Activists Demand Gender Equality in Water Management
Women and men have different relationships with water. For women it implies a work overload, since they are responsible for their families' water supply, said many women from Latin America, Europe and Africa at the Fourth World Water Forum, which was held in Mexico City March 16-22.
"To live in an environment with poor water quality puts women in a disadvantageous situation for their development compared to men," stated the Blue Agenda for Women, written by the Gender and Environment Network and presented at the forum.
The agenda demanded that the right to safe, clean, accessible and sufficient water supplies for both domestic and productive uses be recognized as a basic human right.
"It serves no purpose to have water nearby, to see the dams near your house, if to have it means carrying it in buckets, walking four kilometers with a chamaco [baby] on your back and a heap of clothes in front," said Maria Cruz de Paz Reyes, a member of the Mazahua Movement for the Defense of Natural Resources.
The Mazahua indigenous group explained that water is taken out of their communities to supply large cities and urban areas, one of them metropolitan Mexico City.
"While they take the water to the cities, we don't have any," said de Paz, whose community has been protesting the use of the Cutzamala River to supply water to the 20 million inhabitants of the Mexico City metropolitan area.
The Mazahua Movement presented its case before the Latin American Water Tribunal, a nonjudicial body that participated in an event parallel to the World Water Forum.
For the first time, the water tribunal held a public hearing that judged 14 cases presented by environmental organizations and affected communities from various countries. Among its resolutions, the tribunal found negligence and human rights violations in the lack of sufficient quality water supplies.

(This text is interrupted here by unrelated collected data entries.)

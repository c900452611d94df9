pub mod iyzico_gateway;

pub use iyzico_gateway::IyzicoPaymentGateway;
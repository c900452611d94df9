use serde::{Deserialize, Serialize};
use thiserror::Error;

const ALLOWED_SPECIAL_CHARACTERS: &str = "-._@+";
const MAX_USERNAME_LENGTH: usize = 64;

#[derive(Debug, Error, PartialEq)]
pub enum UsernameError {
    #[error("Username is required")]
    Empty,
    #[error("Username must be at most {MAX_USERNAME_LENGTH} characters")]
    TooLong,
    #[error("Username contains invalid character '{0}'")]
    InvalidCharacter(char),
}

/// Account login name. Only ASCII letters, digits and `-._@+` are allowed.
#[derive(Debug, Clone, PartialEq, Eq, Hash, Serialize, Deserialize)]
#[serde(try_from = "String", into = "String")]
pub struct Username(String);

impl Username {
    pub fn parse(value: &str) -> Result<Self, UsernameError> {
        if value.is_empty() {
            return Err(UsernameError::Empty);
        }
        if value.chars().count() > MAX_USERNAME_LENGTH {
            return Err(UsernameError::TooLong);
        }
        if let Some(c) = value
            .chars()
            .find(|c| !c.is_ascii_alphanumeric() && !ALLOWED_SPECIAL_CHARACTERS.contains(*c))
        {
            return Err(UsernameError::InvalidCharacter(c));
        }
        Ok(Self(value.to_owned()))
    }

    pub fn as_str(&self) -> &str {
        &self.0
    }

    /// Lowercased form used for uniqueness checks.
    pub fn normalized(&self) -> String {
        self.0.to_ascii_lowercase()
    }
}

impl TryFrom<String> for Username {
    type Error = UsernameError;

    fn try_from(value: String) -> Result<Self, Self::Error> {
        Self::parse(&value)
    }
}

impl From<Username> for String {
    fn from(value: Username) -> Self {
        value.0
    }
}

impl AsRef<str> for Username {
    fn as_ref(&self) -> &str {
        &self.0
    }
}

impl std::fmt::Display for Username {
    fn fmt(&self, f: &mut std::fmt::Formatter<'_>) -> std::fmt::Result {
        f.write_str(&self.0)
    }
}
pub mod constants;
pub mod settings;

pub use constants::*;
pub use settings::{
    AllowedOrigins, AppSettings, ApplicationSettings, EmailClientSettings, IdentitySettings,
    PaymentSettings, PostgresSettings, RedisSettings, SessionSettings,
};
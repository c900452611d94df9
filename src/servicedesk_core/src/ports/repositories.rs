use async_trait::async_trait;
use chrono::{DateTime, Utc};
use secrecy::Secret;
use thiserror::Error;

use crate::domain::{
    email::Email, password::Password, role::Role, sign_in::LockoutPolicy, user::User,
    user_id::UserId, username::Username,
};

// UserStore port trait and errors
#[derive(Debug, Error)]
pub enum UserStoreError {
    #[error("Username is already taken")]
    DuplicateUsername,
    #[error("Email is already taken")]
    DuplicateEmail,
    #[error("User not found")]
    UserNotFound,
    #[error("Unexpected error {0}")]
    UnexpectedError(String),
}

impl PartialEq for UserStoreError {
    fn eq(&self, other: &Self) -> bool {
        matches!(
            (self, other),
            (Self::DuplicateUsername, Self::DuplicateUsername)
                | (Self::DuplicateEmail, Self::DuplicateEmail)
                | (Self::UserNotFound, Self::UserNotFound)
                | (Self::UnexpectedError(_), Self::UnexpectedError(_))
        )
    }
}

/// Account persistence. Usernames and emails are unique case-insensitively.
///
/// `update_user` writes the whole record, roles included, as one unit: either
/// every change is stored or none is. It leaves the failed sign-in counter and
/// lockout end alone; those only move through `record_failed_access` and
/// `reset_access_failed`, which apply atomically against the stored row.
#[async_trait]
pub trait UserStore: Send + Sync {
    async fn add_user(&self, user: User, password: Password) -> Result<(), UserStoreError>;
    /// Adds `user` together with `Role::initial` of the accounts already
    /// stored, counted in the same unit of work. Returns the granted role.
    async fn add_user_with_initial_role(
        &self,
        user: User,
        password: Password,
    ) -> Result<Role, UserStoreError>;
    async fn get_user(&self, id: &UserId) -> Result<User, UserStoreError>;
    async fn find_by_username(&self, username: &Username) -> Result<Option<User>, UserStoreError>;
    async fn find_by_email(&self, email: &Email) -> Result<Option<User>, UserStoreError>;
    async fn count_users(&self) -> Result<u64, UserStoreError>;
    async fn list_users(&self) -> Result<Vec<User>, UserStoreError>;
    async fn update_user(&self, user: &User) -> Result<(), UserStoreError>;
    async fn check_password(
        &self,
        id: &UserId,
        candidate: &Secret<String>,
    ) -> Result<bool, UserStoreError>;
    async fn set_new_password(
        &self,
        id: &UserId,
        new_password: Password,
    ) -> Result<(), UserStoreError>;
    /// Applies `User::record_failed_access` to the stored account. Returns
    /// `true` when the account is locked afterwards.
    async fn record_failed_access(
        &self,
        id: &UserId,
        policy: &LockoutPolicy,
        now: DateTime<Utc>,
    ) -> Result<bool, UserStoreError>;
    async fn reset_access_failed(&self, id: &UserId) -> Result<(), UserStoreError>;
}

// RoleStore port trait and errors
#[derive(Debug, Error)]
pub enum RoleStoreError {
    #[error("Unexpected error {0}")]
    UnexpectedError(String),
}

#[async_trait]
pub trait RoleStore: Send + Sync {
    async fn role_exists(&self, role: Role) -> Result<bool, RoleStoreError>;
    async fn create_role(&self, role: Role) -> Result<(), RoleStoreError>;
}

// BannedTokenStore port trait and errors
#[derive(Debug, Error)]
pub enum BannedTokenStoreError {
    #[error("Database error: {0}")]
    DatabaseError(String),
}

/// Revoked sessions: single tokens, and every session of a user issued
/// before a point in time.
#[async_trait]
pub trait BannedTokenStore: Send + Sync {
    async fn ban_token(&self, token: String) -> Result<(), BannedTokenStoreError>;
    async fn contains_token(&self, token: &str) -> Result<bool, BannedTokenStoreError>;
    async fn revoke_sessions_before(
        &self,
        user_id: &UserId,
        before: DateTime<Utc>,
    ) -> Result<(), BannedTokenStoreError>;
    async fn sessions_revoked_before(
        &self,
        user_id: &UserId,
    ) -> Result<Option<DateTime<Utc>>, BannedTokenStoreError>;
}
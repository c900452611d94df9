pub mod domain;
pub mod http_abstraction;
pub mod ports;
pub mod strategies;

// Re-export commonly used types for convenience
pub use domain::{
    email::{Email, EmailError},
    email_message::{EmailMessage, EmailMessageError},
    installment::{
        BinNumber, GatewayError, InstallmentDetail, InstallmentError, InstallmentInfoRequest,
        InstallmentInfoResponse, InstallmentModel, InstallmentPrice, Price,
    },
    password::{Password, PasswordPolicy, PasswordPolicyError, PasswordViolation},
    role::{Role, RoleError},
    sign_in::{LockoutPolicy, SignInResult},
    token::{TokenError, TokenPurpose, decode_token, encode_token},
    user::User,
    user_id::{UserId, UserIdError},
    username::{Username, UsernameError},
};

pub use ports::{
    repositories::{
        BannedTokenStore, BannedTokenStoreError, RoleStore, RoleStoreError, UserStore,
        UserStoreError,
    },
    services::{
        Clock, EmailSender, EmailSenderError, LinkGenerator, PaymentGateway, SystemClock,
        TokenProvider, TokenProviderError,
    },
};

pub use strategies::session_validator::SessionValidator;

pub use http_abstraction::{AuthRequest, AuthResponseBuilder, AuthResponseHelpers};
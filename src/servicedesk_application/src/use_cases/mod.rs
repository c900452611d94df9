pub mod authorize_role;
pub mod change_password;
pub mod check_installments;
pub mod confirm_email;
pub mod ensure_roles;
pub mod get_profile;
pub mod list_users;
pub mod login;
pub mod logout;
pub mod register;
pub mod request_password_reset;
pub mod reset_password;
pub mod resend_confirmation;
pub mod update_profile;
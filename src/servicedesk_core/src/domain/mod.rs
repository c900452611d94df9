pub mod email;
pub mod email_message;
pub mod installment;
pub mod password;
pub mod role;
pub mod sign_in;
pub mod token;
pub mod user;
pub mod user_id;
pub mod username;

Regarding the Mazahuas' demand, the Latin American Water Tribunal said it is socially and environmentally unfeasible to transfer water to Mexico City from distant aquifers, stripping these populations in these areas, as a solution to water supply problems.
The water tribunal said that governmental authorities and institutions, state-run and foreign companies, and the World Bank were guilty of favoring projects that work against life and the environment.
The Geneva-based Water Supply and Sanitation Collaborative Council presented the forum with an official report that documented the benefits achieved from women playing a role in the planning, management and implementation of water, sanitation and hygiene services, known as WASH. …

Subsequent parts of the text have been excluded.